LoopWeaver: loop modeling by the weighted scaling of verified proteins.

Daniel Holtby1, Shuai Cheng Li, Ming Li.   

Abstract

Modeling loops is a necessary step in protein structure determination, even with experimental nuclear magnetic resonance (NMR) data, it is widely known to be difficult. Database techniques have the advantage of producing a higher proportion of predictions with subangstrom accuracy when compared with ab initio techniques, but the disadvantage of also producing a higher proportion of clashing or highly inaccurate predictions.
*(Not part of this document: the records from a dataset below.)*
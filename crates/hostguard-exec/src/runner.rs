//! Process execution behind the [`CommandRunner`] seam

use std::io::ErrorKind;
use std::process::Command;

use crate::command::{CommandOutput, CommandSpec};
use crate::error::{ExecError, Result};

/// Runs commands and captures their output.
///
/// A non-zero exit is not an error at this level; callers inspect
/// [`CommandOutput::status`] or use [`CommandOutput::into_result`].
pub trait CommandRunner: Send + Sync {
    fn run(&self, command: &CommandSpec) -> Result<CommandOutput>;
}

/// Interpreter for [`CommandSpec::Shell`]
const SHELL: &str = "/bin/sh";

/// Runs commands as real subprocesses of the current process
#[derive(Debug, Clone, Copy, Default)]
pub struct SystemRunner;

impl SystemRunner {
    pub fn new() -> Self {
        Self
    }
}

impl CommandRunner for SystemRunner {
    fn run(&self, command: &CommandSpec) -> Result<CommandOutput> {
        if command.is_empty() {
            return Err(ExecError::EmptyCommand);
        }

        let (program, mut process) = match command {
            CommandSpec::Shell(script) => {
                let mut process = Command::new(SHELL);
                process.arg("-c").arg(script);
                (SHELL.to_string(), process)
            }
            CommandSpec::Argv(args) => {
                let mut process = Command::new(&args[0]);
                process.args(&args[1..]);
                (args[0].clone(), process)
            }
        };

        tracing::debug!(command = %command, "Running command");

        let output = process.output().map_err(|source| match source.kind() {
            ErrorKind::NotFound => ExecError::ProgramNotFound {
                program: program.clone(),
            },
            _ => ExecError::Io {
                program: program.clone(),
                source,
            },
        })?;

        let result = CommandOutput {
            status: output.status.code().unwrap_or(-1),
            stdout: String::from_utf8_lossy(&output.stdout).into_owned(),
            stderr: String::from_utf8_lossy(&output.stderr).into_owned(),
        };

        if !result.success() {
            tracing::debug!(
                command = %command,
                status = result.status,
                stderr = %result.stderr.trim(),
                "Command exited non-zero"
            );
        }

        Ok(result)
    }
}

#[cfg(all(test, unix))]
mod tests {
    use super::*;

    #[test]
    fn runs_shell_command() {
        let output = SystemRunner::new()
            .run(&CommandSpec::shell("echo hello"))
            .unwrap();
        assert!(output.success());
        assert_eq!(output.stdout.trim(), "hello");
    }

    #[test]
    fn runs_argv_command_without_shell_expansion() {
        let output = SystemRunner::new()
            .run(&CommandSpec::argv(["/bin/echo", "$HOME"]))
            .unwrap();
        assert_eq!(output.stdout.trim(), "$HOME");
    }

    #[test]
    fn captures_exit_code_and_stderr() {
        let output = SystemRunner::new()
            .run(&CommandSpec::shell("echo oops >&2; exit 3"))
            .unwrap();
        assert_eq!(output.status, 3);
        assert_eq!(output.stderr.trim(), "oops");
    }

    #[test]
    fn missing_program_is_reported() {
        let err = SystemRunner::new()
            .run(&CommandSpec::argv(["/nonexistent/hostguard-program"]))
            .unwrap_err();
        assert!(matches!(err, ExecError::ProgramNotFound { .. }));
    }

    #[test]
    fn empty_command_is_rejected() {
        let err = SystemRunner::new()
            .run(&CommandSpec::Argv(Vec::new()))
            .unwrap_err();
        assert!(matches!(err, ExecError::EmptyCommand));
    }
}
We introduce LoopWeaver, a database method that uses multidimensional scaling to achieve better, clash-free placement of loops obtained from a database of protein structures. This allows us to maintain the above-mentioned advantage while avoiding the disadvantage. Test results show that we achieve significantly better results than all other methods, including Modeler, Loopy, SuperLooper, and Rapper, before refinement. With refinement, our results (LoopWeaver and Loopy consensus) are better than ROSETTA, with 0.42 Å RMSD on average for 206 length 6 loops, 0.64 Å local RMSD for 168 length 7 loops, 0.81Å RMSD for 117 length 8 loops, and 0.98 Å RMSD for length 9 loops, while ROSETTA has 0.55, 0.79, 1.16, 1.42, respectively, at the same average time limit (3 hours). When we allow ROSETTA to run for over a week, it approaches, but does not surpass, our accuracy.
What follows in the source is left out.